▶ _Task description_
Find the word "This" in the data below and copy each line that holds it.

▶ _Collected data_
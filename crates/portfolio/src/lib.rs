//! Portfolio accounting for the paper trading simulator.
//!
//! This crate owns the trading rules: buy/sell execution with fee
//! deduction and weighted-average lot merging, the append-only transaction
//! log, and the full recomputation of valuation figures from current
//! prices.
//!
//! Trade failures are local, recoverable conditions surfaced as
//! [`TradeError`] values. Nothing here panics across the API boundary,
//! and a failed trade leaves no state change behind.

mod account;
mod error;

pub use account::{Account, FEE_RATE, order_total};
pub use error::TradeError;
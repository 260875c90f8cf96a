//! Core types for the paper trading simulator.
//!
//! This crate provides all shared data types used across the simulation:
//! identifier newtypes, fixed-point monetary values, the instrument model
//! with its rolling price history, and the portfolio/transaction records.

// =============================================================================
// Module Declarations
// =============================================================================

mod ids;
mod instrument;
mod money;
mod portfolio;

// =============================================================================
// Re-exports
// =============================================================================

pub use ids::{EventId, Symbol, Timestamp, TransactionId};
pub use instrument::{Instrument, PricePoint, Sector, Sentiment, VolatilityTier};
pub use money::{Cash, PRICE_SCALE, Price, Quantity};
pub use portfolio::{Holding, Portfolio, TradeSide, Transaction};
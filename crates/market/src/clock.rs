//! Time sources and market session tracking.
//!
//! The simulation never reads the system clock directly: components take a
//! [`Clock`] so tests can drive time with [`ManualClock`]. Session hours are
//! evaluated against local time: weekdays, 09:30 to 16:00, with no holiday
//! calendar and no timezone configuration.

use chrono::{DateTime, Datelike, Local, TimeZone, Timelike, Weekday};
use serde::{Deserialize, Serialize};
use std::sync::Arc;
use std::sync::atomic::{AtomicU64, Ordering};
use std::time::{SystemTime, UNIX_EPOCH};
use types::{Sentiment, Timestamp};

/// Session opens at 09:30 local time.
const OPEN_MINUTES: u32 = 9 * 60 + 30;
/// Session closes at 16:00 local time (exclusive).
const CLOSE_MINUTES: u32 = 16 * 60;

// =============================================================================
// Clock Sources
// =============================================================================

/// An injectable source of wall-clock time in milliseconds since epoch.
pub trait Clock: Send + Sync {
    /// Current time.
    fn now(&self) -> Timestamp;
}

/// The real system clock.
#[derive(Debug, Clone, Copy, Default)]
pub struct SystemClock;

impl Clock for SystemClock {
    fn now(&self) -> Timestamp {
        SystemTime::now()
            .duration_since(UNIX_EPOCH)
            .map(|d| d.as_millis() as Timestamp)
            .unwrap_or_default()
    }
}

/// A settable clock for tests.
///
/// Clones share the same underlying instant, so a test can keep a handle
/// while the session owns another.
#[derive(Debug, Clone)]
pub struct ManualClock {
    now: Arc<AtomicU64>,
}

impl ManualClock {
    /// Create a clock frozen at the given instant.
    pub fn new(start: Timestamp) -> Self {
        Self {
            now: Arc::new(AtomicU64::new(start)),
        }
    }

    /// Jump to an absolute instant.
    pub fn set(&self, now: Timestamp) {
        self.now.store(now, Ordering::SeqCst);
    }

    /// Move forward by the given number of milliseconds.
    pub fn advance(&self, millis: u64) {
        self.now.fetch_add(millis, Ordering::SeqCst);
    }
}

impl Clock for ManualClock {
    fn now(&self) -> Timestamp {
        self.now.load(Ordering::SeqCst)
    }
}

// =============================================================================
// Session Hours
// =============================================================================

fn local_datetime(ts: Timestamp) -> Option<DateTime<Local>> {
    Local.timestamp_millis_opt(ts as i64).earliest()
}

/// Whether the market session is open at the given instant.
///
/// Open iff the local day is Monday–Friday and the local time falls in
/// [09:30, 16:00). Instants that cannot be resolved to a local time read
/// as closed.
pub fn is_session_open(ts: Timestamp) -> bool {
    let Some(dt) = local_datetime(ts) else {
        return false;
    };

    if matches!(dt.weekday(), Weekday::Sat | Weekday::Sun) {
        return false;
    }

    let minutes = dt.hour() * 60 + dt.minute();
    (OPEN_MINUTES..CLOSE_MINUTES).contains(&minutes)
}

/// The 09:30 open and 16:00 close of the calendar day containing `ts`.
pub fn session_bounds(ts: Timestamp) -> (Timestamp, Timestamp) {
    let Some(dt) = local_datetime(ts) else {
        return (ts, ts);
    };

    let date = dt.date_naive();
    let to_millis = |hour, minute| {
        date.and_hms_opt(hour, minute, 0)
            .and_then(|naive| Local.from_local_datetime(&naive).earliest())
            .map(|local| local.timestamp_millis() as Timestamp)
            .unwrap_or(ts)
    };

    (to_millis(9, 30), to_millis(16, 0))
}

// =============================================================================
// MarketClock
// =============================================================================

/// Snapshot of the market clock, exposed to the presentation layer.
#[derive(Debug, Clone, Copy, PartialEq, Eq, Serialize, Deserialize)]
pub struct MarketClockState {
    /// Whether the session is currently open.
    pub is_open: bool,
    /// Current simulated time.
    pub current_time: Timestamp,
    /// Session open of the day the clock was initialized on.
    pub session_open: Timestamp,
    /// Session close of the day the clock was initialized on.
    pub session_close: Timestamp,
    /// When the clock last refreshed.
    pub last_update: Timestamp,
    /// Global market sentiment (externally set).
    pub sentiment: Sentiment,
}

/// Tracks open/closed state from wall-clock time.
///
/// Session open/close timestamps are computed once at construction for the
/// current calendar day and are not re-derived on refresh.
#[derive(Debug, Clone)]
pub struct MarketClock {
    state: MarketClockState,
}

impl MarketClock {
    /// Initialize the clock at the given instant.
    pub fn new(now: Timestamp) -> Self {
        let (session_open, session_close) = session_bounds(now);
        Self {
            state: MarketClockState {
                is_open: is_session_open(now),
                current_time: now,
                session_open,
                session_close,
                last_update: now,
                sentiment: Sentiment::default(),
            },
        }
    }

    /// Advance the clock to a new instant, re-evaluating open/closed state.
    pub fn refresh(&mut self, now: Timestamp) {
        self.state.is_open = is_session_open(now);
        self.state.current_time = now;
        self.state.last_update = now;
    }

    /// Set the global sentiment lever.
    pub fn set_sentiment(&mut self, sentiment: Sentiment) {
        self.state.sentiment = sentiment;
    }

    /// Current sentiment.
    pub fn sentiment(&self) -> Sentiment {
        self.state.sentiment
    }

    /// Whether the session is currently open.
    pub fn is_open(&self) -> bool {
        self.state.is_open
    }

    /// The full exposed state.
    pub fn state(&self) -> &MarketClockState {
        &self.state
    }
}

// =============================================================================
// Tests
// =============================================================================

▶ _Result below_
//! This crate owns the trading rules: buy/sell execution with fee
//! This crate provides all shared data types used across the simulation:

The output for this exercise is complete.